Exercise goal:
Among the records below, find the lines with the word "required" and copy them.

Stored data
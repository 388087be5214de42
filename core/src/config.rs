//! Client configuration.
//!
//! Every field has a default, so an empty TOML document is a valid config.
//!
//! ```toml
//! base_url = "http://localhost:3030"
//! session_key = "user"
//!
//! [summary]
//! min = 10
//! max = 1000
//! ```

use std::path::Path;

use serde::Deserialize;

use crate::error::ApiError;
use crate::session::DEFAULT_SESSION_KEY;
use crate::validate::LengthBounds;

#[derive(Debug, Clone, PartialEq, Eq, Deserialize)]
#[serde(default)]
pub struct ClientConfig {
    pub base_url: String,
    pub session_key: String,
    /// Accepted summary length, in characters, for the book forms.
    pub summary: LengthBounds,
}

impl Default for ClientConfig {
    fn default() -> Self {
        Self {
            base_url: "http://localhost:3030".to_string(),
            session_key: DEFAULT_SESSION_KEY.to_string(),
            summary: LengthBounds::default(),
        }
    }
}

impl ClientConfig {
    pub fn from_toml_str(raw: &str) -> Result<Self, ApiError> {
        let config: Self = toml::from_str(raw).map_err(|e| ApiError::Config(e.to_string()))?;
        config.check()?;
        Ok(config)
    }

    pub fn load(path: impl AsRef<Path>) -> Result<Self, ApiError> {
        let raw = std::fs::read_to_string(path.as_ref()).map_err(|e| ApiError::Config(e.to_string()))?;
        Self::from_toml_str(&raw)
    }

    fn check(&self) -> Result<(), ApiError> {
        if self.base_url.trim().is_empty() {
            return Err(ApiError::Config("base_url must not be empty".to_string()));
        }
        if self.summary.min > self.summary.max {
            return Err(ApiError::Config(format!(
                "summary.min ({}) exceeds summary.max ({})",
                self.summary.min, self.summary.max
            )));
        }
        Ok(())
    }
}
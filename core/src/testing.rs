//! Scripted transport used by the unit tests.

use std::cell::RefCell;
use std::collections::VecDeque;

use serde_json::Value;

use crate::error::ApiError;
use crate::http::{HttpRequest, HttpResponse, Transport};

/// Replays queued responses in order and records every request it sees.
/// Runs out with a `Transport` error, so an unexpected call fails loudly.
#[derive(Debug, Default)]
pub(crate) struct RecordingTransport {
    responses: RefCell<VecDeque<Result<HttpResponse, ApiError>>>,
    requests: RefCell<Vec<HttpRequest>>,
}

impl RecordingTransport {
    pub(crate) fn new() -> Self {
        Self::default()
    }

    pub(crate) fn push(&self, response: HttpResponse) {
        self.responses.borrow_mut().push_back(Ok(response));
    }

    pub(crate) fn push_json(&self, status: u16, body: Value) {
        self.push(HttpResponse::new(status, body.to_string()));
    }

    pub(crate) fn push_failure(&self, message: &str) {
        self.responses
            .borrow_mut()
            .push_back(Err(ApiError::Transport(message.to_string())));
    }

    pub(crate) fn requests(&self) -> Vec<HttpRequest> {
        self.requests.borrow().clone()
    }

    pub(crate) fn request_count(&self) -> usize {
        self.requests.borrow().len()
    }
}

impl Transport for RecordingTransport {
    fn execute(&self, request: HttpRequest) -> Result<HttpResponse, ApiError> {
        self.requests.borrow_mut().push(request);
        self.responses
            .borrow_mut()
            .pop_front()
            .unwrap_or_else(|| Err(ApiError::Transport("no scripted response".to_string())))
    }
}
==
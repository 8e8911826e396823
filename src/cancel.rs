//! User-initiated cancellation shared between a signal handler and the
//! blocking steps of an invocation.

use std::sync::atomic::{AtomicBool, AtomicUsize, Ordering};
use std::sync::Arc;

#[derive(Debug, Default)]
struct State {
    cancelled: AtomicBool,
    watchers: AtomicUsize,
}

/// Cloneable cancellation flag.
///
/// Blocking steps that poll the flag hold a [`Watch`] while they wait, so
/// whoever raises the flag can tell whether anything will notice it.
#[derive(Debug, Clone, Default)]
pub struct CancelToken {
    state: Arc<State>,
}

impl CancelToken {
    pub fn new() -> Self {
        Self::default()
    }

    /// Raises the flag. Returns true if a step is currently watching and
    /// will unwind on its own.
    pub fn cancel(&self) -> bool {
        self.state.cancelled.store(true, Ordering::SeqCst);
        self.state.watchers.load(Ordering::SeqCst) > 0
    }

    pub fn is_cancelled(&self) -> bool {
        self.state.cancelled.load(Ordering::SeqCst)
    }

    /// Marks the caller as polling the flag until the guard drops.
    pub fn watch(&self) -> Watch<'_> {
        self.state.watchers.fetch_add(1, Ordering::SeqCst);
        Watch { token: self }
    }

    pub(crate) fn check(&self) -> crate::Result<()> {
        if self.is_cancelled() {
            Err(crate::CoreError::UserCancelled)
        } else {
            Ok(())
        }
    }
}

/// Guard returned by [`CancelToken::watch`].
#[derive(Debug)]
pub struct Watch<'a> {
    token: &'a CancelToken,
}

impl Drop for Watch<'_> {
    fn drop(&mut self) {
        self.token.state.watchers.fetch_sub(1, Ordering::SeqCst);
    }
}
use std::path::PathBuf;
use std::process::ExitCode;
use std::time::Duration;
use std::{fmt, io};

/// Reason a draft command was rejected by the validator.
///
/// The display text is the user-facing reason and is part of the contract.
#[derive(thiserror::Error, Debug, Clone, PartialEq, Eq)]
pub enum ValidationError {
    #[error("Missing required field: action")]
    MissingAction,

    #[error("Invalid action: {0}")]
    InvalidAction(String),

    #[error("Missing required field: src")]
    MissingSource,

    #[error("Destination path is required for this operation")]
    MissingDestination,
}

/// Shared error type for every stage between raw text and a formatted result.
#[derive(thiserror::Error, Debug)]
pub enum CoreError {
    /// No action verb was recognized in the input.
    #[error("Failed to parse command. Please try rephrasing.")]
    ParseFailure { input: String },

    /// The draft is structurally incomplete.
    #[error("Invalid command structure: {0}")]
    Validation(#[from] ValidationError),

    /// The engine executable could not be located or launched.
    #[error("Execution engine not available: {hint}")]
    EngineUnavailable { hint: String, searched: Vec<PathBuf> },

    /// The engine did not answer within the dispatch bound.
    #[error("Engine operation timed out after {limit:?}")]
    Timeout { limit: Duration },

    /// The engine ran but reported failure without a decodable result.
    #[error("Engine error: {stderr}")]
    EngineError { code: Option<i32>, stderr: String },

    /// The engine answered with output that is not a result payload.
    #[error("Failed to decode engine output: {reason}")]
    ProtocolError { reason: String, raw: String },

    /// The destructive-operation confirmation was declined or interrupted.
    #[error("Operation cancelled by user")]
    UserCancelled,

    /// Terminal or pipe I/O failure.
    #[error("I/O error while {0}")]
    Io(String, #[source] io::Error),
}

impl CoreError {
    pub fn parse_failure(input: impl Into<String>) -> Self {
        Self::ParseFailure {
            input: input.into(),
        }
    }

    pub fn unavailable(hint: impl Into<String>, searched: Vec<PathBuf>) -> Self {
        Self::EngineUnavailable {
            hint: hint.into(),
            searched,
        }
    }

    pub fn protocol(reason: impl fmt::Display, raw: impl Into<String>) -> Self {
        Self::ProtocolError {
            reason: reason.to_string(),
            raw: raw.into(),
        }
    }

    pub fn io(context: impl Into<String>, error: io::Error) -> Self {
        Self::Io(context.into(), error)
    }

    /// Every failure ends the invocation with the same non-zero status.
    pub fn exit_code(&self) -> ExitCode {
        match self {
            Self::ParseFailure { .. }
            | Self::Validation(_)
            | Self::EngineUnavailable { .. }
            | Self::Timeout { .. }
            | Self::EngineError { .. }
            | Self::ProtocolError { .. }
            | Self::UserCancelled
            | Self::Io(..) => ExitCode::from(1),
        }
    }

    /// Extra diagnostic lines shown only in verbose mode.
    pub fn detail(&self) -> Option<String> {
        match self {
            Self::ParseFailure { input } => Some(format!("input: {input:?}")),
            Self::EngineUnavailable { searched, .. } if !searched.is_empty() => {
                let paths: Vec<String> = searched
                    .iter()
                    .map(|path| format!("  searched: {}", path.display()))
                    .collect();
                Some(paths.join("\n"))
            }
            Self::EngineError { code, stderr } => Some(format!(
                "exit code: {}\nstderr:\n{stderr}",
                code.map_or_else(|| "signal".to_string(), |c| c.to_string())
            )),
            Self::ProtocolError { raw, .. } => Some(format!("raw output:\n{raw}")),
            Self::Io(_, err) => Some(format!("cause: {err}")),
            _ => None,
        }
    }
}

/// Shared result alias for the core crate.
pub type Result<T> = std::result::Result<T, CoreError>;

Result of the exercise:
    #[error("Missing required field: action")]
    #[error("Missing required field: src")]
    #[error("Destination path is required for this operation")]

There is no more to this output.